//! The observable scene graph.
//!
//! A `StableDiGraph` of [`SceneObject`] values with edges going parent → child.
//! Every structural change goes through a `Scene` method so that exactly one
//! [`SceneEvent`] is dispatched per mutation, after the mutation is applied.
//!
//! Listeners are registered per event kind and held by an RAII
//! [`Subscription`]: dropping the handle unsubscribes. The scene is
//! single-threaded (`Rc`/`RefCell`), matching the UI event loop it serves.

use crate::id::ObjectId;
use crate::model::{ObjectKind, Paint, SceneObject};
use petgraph::graph::NodeIndex;
use petgraph::stable_graph::StableDiGraph;
use smallvec::SmallVec;
use std::cell::RefCell;
use std::collections::HashMap;
use std::fmt;
use std::rc::{Rc, Weak};

// ─── Events ──────────────────────────────────────────────────────────────

/// The kinds of mutation a scene reports.
#[derive(Debug, Clone, Copy, PartialEq, Eq, Hash)]
pub enum SceneEventKind {
    ObjectAdded,
    ObjectModified,
    ObjectRemoved,
}

impl SceneEventKind {
    pub const ALL: [SceneEventKind; 3] = [
        SceneEventKind::ObjectAdded,
        SceneEventKind::ObjectModified,
        SceneEventKind::ObjectRemoved,
    ];
}

/// A dispatched mutation: what happened, and to which object.
#[derive(Debug, Clone, Copy, PartialEq, Eq)]
pub struct SceneEvent {
    pub kind: SceneEventKind,
    pub target: ObjectId,
}

type Listener = Rc<dyn Fn(&Scene, &SceneEvent)>;

#[derive(Debug, Clone, Copy, PartialEq, Eq, Hash)]
struct ListenerId(u64);

struct ListenerEntry {
    id: ListenerId,
    kind: SceneEventKind,
    callback: Listener,
}

#[derive(Default)]
struct ListenerRegistry {
    next_id: u64,
    entries: Vec<ListenerEntry>,
}

impl ListenerRegistry {
    fn insert(&mut self, kind: SceneEventKind, callback: Listener) -> ListenerId {
        let id = ListenerId(self.next_id);
        self.next_id += 1;
        self.entries.push(ListenerEntry { id, kind, callback });
        id
    }

    fn remove(&mut self, id: ListenerId) -> bool {
        let before = self.entries.len();
        self.entries.retain(|e| e.id != id);
        self.entries.len() != before
    }

    fn contains(&self, id: ListenerId) -> bool {
        self.entries.iter().any(|e| e.id == id)
    }
}

/// Handle for a registered scene listener. Dropping it unsubscribes.
///
/// Holds only a weak reference to the scene's listener registry, so an
/// outstanding subscription never keeps a dropped scene alive.
#[must_use = "dropping a Subscription immediately unsubscribes the listener"]
pub struct Subscription {
    registry: Weak<RefCell<ListenerRegistry>>,
    id: ListenerId,
    kind: SceneEventKind,
}

impl Subscription {
    pub fn kind(&self) -> SceneEventKind {
        self.kind
    }

    /// Whether the listener is still registered on a live scene.
    pub fn is_active(&self) -> bool {
        self.registry
            .upgrade()
            .is_some_and(|registry| registry.borrow().contains(self.id))
    }

    /// Release the listener now. Equivalent to dropping the handle.
    pub fn cancel(self) {}
}

impl Drop for Subscription {
    fn drop(&mut self) {
        if let Some(registry) = self.registry.upgrade()
            && registry.borrow_mut().remove(self.id)
        {
            log::debug!("released {:?} listener {}", self.kind, self.id.0);
        }
    }
}

impl fmt::Debug for Subscription {
    fn fmt(&self, f: &mut fmt::Formatter<'_>) -> fmt::Result {
        f.debug_struct("Subscription")
            .field("id", &self.id.0)
            .field("kind", &self.kind)
            .finish()
    }
}

// ─── Scene ───────────────────────────────────────────────────────────────

/// The canvas document: a tree of objects under a root.
pub struct Scene {
    graph: StableDiGraph<SceneObject, ()>,
    root: NodeIndex,
    id_index: HashMap<ObjectId, NodeIndex>,
    listeners: Rc<RefCell<ListenerRegistry>>,
}

impl Scene {
    #[must_use]
    pub fn new() -> Self {
        let mut graph = StableDiGraph::new();
        let root_id = ObjectId::intern("root");
        let root = graph.add_node(SceneObject::new(root_id, ObjectKind::Root));

        let mut id_index = HashMap::new();
        id_index.insert(root_id, root);

        Self {
            graph,
            root,
            id_index,
            listeners: Rc::default(),
        }
    }

    pub fn root(&self) -> NodeIndex {
        self.root
    }

    // ─── Listeners ───────────────────────────────────────────────────────

    /// Register `callback` for events of `kind`.
    ///
    /// Callbacks receive the scene after the mutation has been applied.
    /// They may register or release listeners while being dispatched.
    pub fn on(
        &self,
        kind: SceneEventKind,
        callback: impl Fn(&Scene, &SceneEvent) + 'static,
    ) -> Subscription {
        let id = self.listeners.borrow_mut().insert(kind, Rc::new(callback));
        log::debug!("registered {kind:?} listener {}", id.0);
        Subscription {
            registry: Rc::downgrade(&self.listeners),
            id,
            kind,
        }
    }

    /// Number of live listeners for `kind`.
    pub fn listener_count(&self, kind: SceneEventKind) -> usize {
        self.listeners
            .borrow()
            .entries
            .iter()
            .filter(|e| e.kind == kind)
            .count()
    }

    fn emit(&self, kind: SceneEventKind, target: ObjectId) {
        let event = SceneEvent { kind, target };
        let pending: SmallVec<[(ListenerId, Listener); 4]> = self
            .listeners
            .borrow()
            .entries
            .iter()
            .filter(|e| e.kind == kind)
            .map(|e| (e.id, Rc::clone(&e.callback)))
            .collect();

        log::trace!("EMIT {kind:?} {target:?} -> {} listener(s)", pending.len());
        for (id, callback) in pending {
            // A listener released earlier in this dispatch must not run.
            if self.listeners.borrow().contains(id) {
                callback(self, &event);
            }
        }
    }

    // ─── Mutations ───────────────────────────────────────────────────────

    /// Add an object at the top level. `None` if its id is already taken.
    pub fn add(&mut self, object: SceneObject) -> Option<NodeIndex> {
        self.add_to(self.root, object)
    }

    /// Add an object as the last child of `parent`.
    ///
    /// Returns `None`, without firing an event, when `parent` is no longer in
    /// the scene or another object already uses the id.
    pub fn add_to(&mut self, parent: NodeIndex, object: SceneObject) -> Option<NodeIndex> {
        let id = object.id;
        if !self.graph.contains_node(parent) {
            log::warn!("add {id:?}: parent {parent:?} is not in the scene");
            return None;
        }
        if self.id_index.contains_key(&id) {
            log::warn!("add {id:?}: id already in use");
            return None;
        }
        let idx = self.graph.add_node(object);
        self.graph.add_edge(parent, idx, ());
        self.id_index.insert(id, idx);
        self.emit(SceneEventKind::ObjectAdded, id);
        Some(idx)
    }

    /// Apply `edit` to the object with `id`. Returns false if there is no such
    /// object. Fires `ObjectModified` even if `edit` changed nothing, the way
    /// an editing tool reports the end of every modification gesture.
    ///
    /// Ids are fixed once added; an id changed by `edit` is put back.
    pub fn modify(&mut self, id: ObjectId, edit: impl FnOnce(&mut SceneObject)) -> bool {
        let Some(idx) = self.index_of(id) else {
            return false;
        };
        if idx == self.root {
            return false;
        }
        let object = &mut self.graph[idx];
        edit(object);
        object.id = id;
        self.emit(SceneEventKind::ObjectModified, id);
        true
    }

    pub fn set_fill(&mut self, id: ObjectId, fill: Option<Paint>) -> bool {
        self.modify(id, |obj| obj.fill = fill)
    }

    pub fn set_stroke(&mut self, id: ObjectId, stroke: Option<Paint>) -> bool {
        self.modify(id, |obj| obj.stroke = stroke)
    }

    /// Remove an object together with its descendants.
    /// Fires a single `ObjectRemoved` for `id`.
    pub fn remove(&mut self, id: ObjectId) -> Option<SceneObject> {
        let idx = self.index_of(id)?;
        if idx == self.root {
            return None;
        }

        let mut stack = self.children(idx);
        while let Some(child) = stack.pop() {
            stack.extend(self.children(child));
            if let Some(obj) = self.graph.remove_node(child) {
                self.id_index.remove(&obj.id);
            }
        }

        let removed = self.graph.remove_node(idx)?;
        self.id_index.remove(&removed.id);
        self.emit(SceneEventKind::ObjectRemoved, id);
        Some(removed)
    }

    /// Remove every object, one `ObjectRemoved` per top-level object.
    pub fn clear(&mut self) {
        for idx in self.children(self.root) {
            let id = self.graph[idx].id;
            self.remove(id);
        }
    }

    // ─── Queries ─────────────────────────────────────────────────────────

    pub fn get(&self, id: ObjectId) -> Option<&SceneObject> {
        self.index_of(id)
            .filter(|idx| *idx != self.root)
            .map(|idx| &self.graph[idx])
    }

    pub fn index_of(&self, id: ObjectId) -> Option<NodeIndex> {
        self.id_index.get(&id).copied()
    }

    pub fn parent(&self, idx: NodeIndex) -> Option<NodeIndex> {
        self.graph
            .neighbors_directed(idx, petgraph::Direction::Incoming)
            .next()
    }

    /// Children of a node in insertion (z) order.
    ///
    /// Node indices are reused after removals, so the order comes from the
    /// adjacency list (newest edge first), reversed.
    pub fn children(&self, idx: NodeIndex) -> Vec<NodeIndex> {
        let mut children: Vec<NodeIndex> = self
            .graph
            .neighbors_directed(idx, petgraph::Direction::Outgoing)
            .collect();
        children.reverse();
        children
    }

    /// Every object in document order: depth-first, parents before their
    /// children, siblings back to front. The root is not included.
    pub fn objects(&self) -> Objects<'_> {
        let mut stack = self.children(self.root);
        stack.reverse();
        Objects { scene: self, stack }
    }

    /// Number of objects, excluding the root.
    pub fn len(&self) -> usize {
        self.graph.node_count() - 1
    }

    pub fn is_empty(&self) -> bool {
        self.len() == 0
    }
}

impl Default for Scene {
    fn default() -> Self {
        Self::new()
    }
}

impl fmt::Debug for Scene {
    fn fmt(&self, f: &mut fmt::Formatter<'_>) -> fmt::Result {
        f.debug_struct("Scene")
            .field("objects", &self.len())
            .field("listeners", &self.listeners.borrow().entries.len())
            .finish()
    }
}

/// Depth-first iterator over a scene's objects. See [`Scene::objects`].
pub struct Objects<'a> {
    scene: &'a Scene,
    stack: Vec<NodeIndex>,
}

impl<'a> Iterator for Objects<'a> {
    type Item = &'a SceneObject;

    fn next(&mut self) -> Option<Self::Item> {
        let idx = self.stack.pop()?;
        let mut children = self.scene.children(idx);
        children.reverse();
        self.stack.extend(children);
        Some(&self.scene.graph[idx])
    }
}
┄┄┄┄┄┄┄┄┄┄
Tally the lines of the data that hold the string "type". Answer with the number and nothing more.

Answer to this task
2